_Data records:_
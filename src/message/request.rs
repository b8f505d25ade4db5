//! Requests: outbound builder and inbound reassembled form.

use bytes::Bytes;
use serde::de::DeserializeOwned;
use serde::{Deserialize, Serialize};
use uuid::Uuid;

use super::{split_streams, ContentStream, Headers, StreamDescription};
use crate::assembler::BodyStream;
use crate::codec::JsonCodec;
use crate::error::Result;
use crate::protocol::{Disassembler, FrameType};

/// Control part of a request on the wire.
#[derive(Debug, Clone, PartialEq, Eq, Serialize, Deserialize)]
pub(crate) struct RequestHeader {
    pub verb: String,
    pub path: String,
    #[serde(default, skip_serializing_if = "Headers::is_empty")]
    pub headers: Headers,
    #[serde(default)]
    pub streams: Vec<StreamDescription>,
}

/// A request to send to the peer.
///
/// # Example
///
/// ```
/// use streamwire::{ContentStream, StreamingRequest};
///
/// let request = StreamingRequest::post("/api/messages")
///     .header("x-conversation", "abc")
///     .stream(ContentStream::text("hello"));
///
/// assert_eq!(request.verb(), "POST");
/// assert_eq!(request.streams().len(), 1);
/// ```
#[derive(Debug, Clone)]
pub struct StreamingRequest {
    verb: String,
    path: String,
    headers: Headers,
    streams: Vec<ContentStream>,
}

impl StreamingRequest {
    /// Create a request with an arbitrary verb.
    pub fn new(verb: impl Into<String>, path: impl Into<String>) -> Self {
        Self {
            verb: verb.into(),
            path: path.into(),
            headers: Headers::new(),
            streams: Vec::new(),
        }
    }

    /// `GET` request.
    pub fn get(path: impl Into<String>) -> Self {
        Self::new("GET", path)
    }

    /// `POST` request.
    pub fn post(path: impl Into<String>) -> Self {
        Self::new("POST", path)
    }

    /// `PUT` request.
    pub fn put(path: impl Into<String>) -> Self {
        Self::new("PUT", path)
    }

    /// `DELETE` request.
    pub fn delete(path: impl Into<String>) -> Self {
        Self::new("DELETE", path)
    }

    /// Add a header.
    pub fn header(mut self, name: impl Into<String>, value: impl Into<String>) -> Self {
        self.headers.insert(name.into(), value.into());
        self
    }

    /// Attach a body stream.
    pub fn stream(mut self, stream: ContentStream) -> Self {
        self.streams.push(stream);
        self
    }

    /// Attach raw bytes as a body stream.
    pub fn body(self, body: impl Into<Bytes>) -> Self {
        self.stream(ContentStream::new(body))
    }

    /// Attach a JSON body stream.
    pub fn json<T: Serialize>(self, value: &T) -> Result<Self> {
        Ok(self.stream(ContentStream::json(value)?))
    }

    /// Verb.
    pub fn verb(&self) -> &str {
        &self.verb
    }

    /// Path.
    pub fn path(&self) -> &str {
        &self.path
    }

    /// Headers.
    pub fn headers(&self) -> &Headers {
        &self.headers
    }

    /// Attached streams.
    pub fn streams(&self) -> &[ContentStream] {
        &self.streams
    }

    /// Serialize the control header and split everything into frames under `id`.
    pub fn disassemble(&self, id: Uuid, max_frame_size: usize) -> Result<Disassembler> {
        let (descriptions, bodies) = split_streams(&self.streams);
        let header = RequestHeader {
            verb: self.verb.clone(),
            path: self.path.clone(),
            headers: self.headers.clone(),
            streams: descriptions,
        };
        let control = Bytes::from(JsonCodec::encode(&header)?);
        Ok(Disassembler::new(
            FrameType::Request,
            id,
            control,
            bodies,
            max_frame_size,
        ))
    }
}

/// A request received from the peer, handed to the request handler.
#[derive(Debug)]
pub struct ReceivedRequest {
    id: Uuid,
    verb: String,
    path: String,
    headers: Headers,
    streams: Vec<BodyStream>,
}

impl ReceivedRequest {
    pub(crate) fn new(id: Uuid, header: RequestHeader, streams: Vec<BodyStream>) -> Self {
        Self {
            id,
            verb: header.verb,
            path: header.path,
            headers: header.headers,
            streams,
        }
    }

    /// Exchange id; the response is sent under the same id.
    pub fn id(&self) -> Uuid {
        self.id
    }

    /// Verb.
    pub fn verb(&self) -> &str {
        &self.verb
    }

    /// Path.
    pub fn path(&self) -> &str {
        &self.path
    }

    /// Headers.
    pub fn headers(&self) -> &Headers {
        &self.headers
    }

    /// Look up one header.
    pub fn header(&self, name: &str) -> Option<&str> {
        self.headers.get(name).map(String::as_str)
    }

    /// Attached streams, in declaration order.
    pub fn streams(&self) -> &[BodyStream] {
        &self.streams
    }

    /// Take ownership of the attached streams.
    pub fn take_streams(&mut self) -> Vec<BodyStream> {
        std::mem::take(&mut self.streams)
    }

    /// Read the first attached stream fully; empty if there is none.
    pub async fn read_body(&mut self) -> Result<Bytes> {
        if self.streams.is_empty() {
            return Ok(Bytes::new());
        }
        self.streams.remove(0).read_to_end().await
    }

    /// Read the first attached stream as JSON.
    pub async fn read_body_json<T: DeserializeOwned>(&mut self) -> Result<T> {
        let bytes = self.read_body().await?;
        JsonCodec::decode(&bytes)
    }
}

#[cfg(test)]
mod tests {
    use super::*;
    use crate::protocol::Frame;

    #[test]
    fn test_verbs() {
        assert_eq!(StreamingRequest::get("/a").verb(), "GET");
        assert_eq!(StreamingRequest::post("/a").verb(), "POST");
        assert_eq!(StreamingRequest::put("/a").verb(), "PUT");
        assert_eq!(StreamingRequest::delete("/a").verb(), "DELETE");
    }

    #[test]
    fn test_disassemble_declares_streams() {
        let body = ContentStream::text("hello");
        let body_id = body.id();
        let request = StreamingRequest::post("/api/messages")
            .header("k", "v")
            .stream(body);

        let id = Uuid::new_v4();
        let frames: Vec<Frame> = request.disassemble(id, 4096).unwrap().collect();
        assert_eq!(frames.len(), 2);

        assert_eq!(frames[0].frame_type(), FrameType::Request);
        assert_eq!(frames[0].id(), id);
        let header: RequestHeader = JsonCodec::decode(frames[0].payload()).unwrap();
        assert_eq!(header.verb, "POST");
        assert_eq!(header.path, "/api/messages");
        assert_eq!(header.headers.get("k").map(String::as_str), Some("v"));
        assert_eq!(header.streams.len(), 1);
        assert_eq!(header.streams[0].id, body_id);
        assert_eq!(header.streams[0].length, 5);

        assert_eq!(frames[1].frame_type(), FrameType::Stream);
        assert_eq!(frames[1].id(), body_id);
        assert_eq!(frames[1].payload(), b"hello");
    }

    #[test]
    fn test_header_defaults_when_absent() {
        let header: RequestHeader = JsonCodec::decode(br#"{"verb":"GET","path":"/"}"#).unwrap();
        assert!(header.headers.is_empty());
        assert!(header.streams.is_empty());
    }
}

_What to produce:_ Set all the entries above down again exactly.

_Your response:_
filename src/message/request.rs
repository b8f505d25ade4db5
//! Requests: outbound builder and inbound reassembled form.

use bytes::Bytes;
use serde::de::DeserializeOwned;
use serde::{Deserialize, Serialize};
use uuid::Uuid;

use super::{split_streams, ContentStream, Headers, StreamDescription};
use crate::assembler::BodyStream;
use crate::codec::JsonCodec;
use crate::error::Result;
use crate::protocol::{Disassembler, FrameType};

/// Control part of a request on the wire.
#[derive(Debug, Clone, PartialEq, Eq, Serialize, Deserialize)]
pub(crate) struct RequestHeader {
    pub verb: String,
    pub path: String,
    #[serde(default, skip_serializing_if = "Headers::is_empty")]
    pub headers: Headers,
    #[serde(default)]
    pub streams: Vec<StreamDescription>,
}

/// A request to send to the peer.
///
/// # Example
///
/// ```
/// use streamwire::{ContentStream, StreamingRequest};
///
/// let request = StreamingRequest::post("/api/messages")
///     .header("x-conversation", "abc")
///     .stream(ContentStream::text("hello"));
///
/// assert_eq!(request.verb(), "POST");
/// assert_eq!(request.streams().len(), 1);
/// ```
#[derive(Debug, Clone)]
pub struct StreamingRequest {
    verb: String,
    path: String,
    headers: Headers,
    streams: Vec<ContentStream>,
}

impl StreamingRequest {
    /// Create a request with an arbitrary verb.
    pub fn new(verb: impl Into<String>, path: impl Into<String>) -> Self {
        Self {
            verb: verb.into(),
            path: path.into(),
            headers: Headers::new(),
            streams: Vec::new(),
        }
    }

    /// `GET` request.
    pub fn get(path: impl Into<String>) -> Self {
        Self::new("GET", path)
    }

    /// `POST` request.
    pub fn post(path: impl Into<String>) -> Self {
        Self::new("POST", path)
    }

    /// `PUT` request.
    pub fn put(path: impl Into<String>) -> Self {
        Self::new("PUT", path)
    }

    /// `DELETE` request.
    pub fn delete(path: impl Into<String>) -> Self {
        Self::new("DELETE", path)
    }

    /// Add a header.
    pub fn header(mut self, name: impl Into<String>, value: impl Into<String>) -> Self {
        self.headers.insert(name.into(), value.into());
        self
    }

    /// Attach a body stream.
    pub fn stream(mut self, stream: ContentStream) -> Self {
        self.streams.push(stream);
        self
    }

    /// Attach raw bytes as a body stream.
    pub fn body(self, body: impl Into<Bytes>) -> Self {
        self.stream(ContentStream::new(body))
    }

    /// Attach a JSON body stream.
    pub fn json<T: Serialize>(self, value: &T) -> Result<Self> {
        Ok(self.stream(ContentStream::json(value)?))
    }

    /// Verb.
    pub fn verb(&self) -> &str {
        &self.verb
    }

    /// Path.
    pub fn path(&self) -> &str {
        &self.path
    }

    /// Headers.
    pub fn headers(&self) -> &Headers {
        &self.headers
    }

    /// Attached streams.
    pub fn streams(&self) -> &[ContentStream] {
        &self.streams
    }

    /// Serialize the control header and split everything into frames under `id`.
    pub fn disassemble(&self, id: Uuid, max_frame_size: usize) -> Result<Disassembler> {
        let (descriptions, bodies) = split_streams(&self.streams);
        let header = RequestHeader {
            verb: self.verb.clone(),
            path: self.path.clone(),
            headers: self.headers.clone(),
            streams: descriptions,
        };
        let control = Bytes::from(JsonCodec::encode(&header)?);
        Ok(Disassembler::new(
            FrameType::Request,
            id,
            control,
            bodies,
            max_frame_size,
        ))
    }
}

/// A request received from the peer, handed to the request handler.
#[derive(Debug)]
pub struct ReceivedRequest {
    id: Uuid,
    verb: String,
    path: String,
    headers: Headers,
    streams: Vec<BodyStream>,
}

impl ReceivedRequest {
    pub(crate) fn new(id: Uuid, header: RequestHeader, streams: Vec<BodyStream>) -> Self {
        Self {
            id,
            verb: header.verb,
            path: header.path,
            headers: header.headers,
            streams,
        }
    }

    /// Exchange id; the response is sent under the same id.
    pub fn id(&self) -> Uuid {
        self.id
    }

    /// Verb.
    pub fn verb(&self) -> &str {
        &self.verb
    }

    /// Path.
    pub fn path(&self) -> &str {
        &self.path
    }

    /// Headers.
    pub fn headers(&self) -> &Headers {
        &self.headers
    }

    /// Look up one header.
    pub fn header(&self, name: &str) -> Option<&str> {
        self.headers.get(name).map(String::as_str)
    }

    /// Attached streams, in declaration order.
    pub fn streams(&self) -> &[BodyStream] {
        &self.streams
    }

    /// Take ownership of the attached streams.
    pub fn take_streams(&mut self) -> Vec<BodyStream> {
        std::mem::take(&mut self.streams)
    }

    /// Read the first attached stream fully; empty if there is none.
    pub async fn read_body(&mut self) -> Result<Bytes> {
        if self.streams.is_empty() {
            return Ok(Bytes::new());
        }
        self.streams.remove(0).read_to_end().await
    }

    /// Read the first attached stream as JSON.
    pub async fn read_body_json<T: DeserializeOwned>(&mut self) -> Result<T> {
        let bytes = self.read_body().await?;
        JsonCodec::decode(&bytes)
    }
}

#[cfg(test)]
mod tests {
    use super::*;
    use crate::protocol::Frame;

    #[test]
    fn test_verbs() {
        assert_eq!(StreamingRequest::get("/a").verb(), "GET");
        assert_eq!(StreamingRequest::post("/a").verb(), "POST");
        assert_eq!(StreamingRequest::put("/a").verb(), "PUT");
        assert_eq!(StreamingRequest::delete("/a").verb(), "DELETE");
    }

    #[test]
    fn test_disassemble_declares_streams() {
        let body = ContentStream::text("hello");
        let body_id = body.id();
        let request = StreamingRequest::post("/api/messages")
            .header("k", "v")
            .stream(body);

        let id = Uuid::new_v4();
        let frames: Vec<Frame> = request.disassemble(id, 4096).unwrap().collect();
        assert_eq!(frames.len(), 2);

        assert_eq!(frames[0].frame_type(), FrameType::Request);
        assert_eq!(frames[0].id(), id);
        let header: RequestHeader = JsonCodec::decode(frames[0].payload()).unwrap();
        assert_eq!(header.verb, "POST");
        assert_eq!(header.path, "/api/messages");
        assert_eq!(header.headers.get("k").map(String::as_str), Some("v"));
        assert_eq!(header.streams.len(), 1);
        assert_eq!(header.streams[0].id, body_id);
        assert_eq!(header.streams[0].length, 5);

        assert_eq!(frames[1].frame_type(), FrameType::Stream);
        assert_eq!(frames[1].id(), body_id);
        assert_eq!(frames[1].payload(), b"hello");
    }

    #[test]
    fn test_header_defaults_when_absent() {
        let header: RequestHeader = JsonCodec::decode(br#"{"verb":"GET","path":"/"}"#).unwrap();
        assert!(header.headers.is_empty());
        assert!(header.streams.is_empty());
    }
}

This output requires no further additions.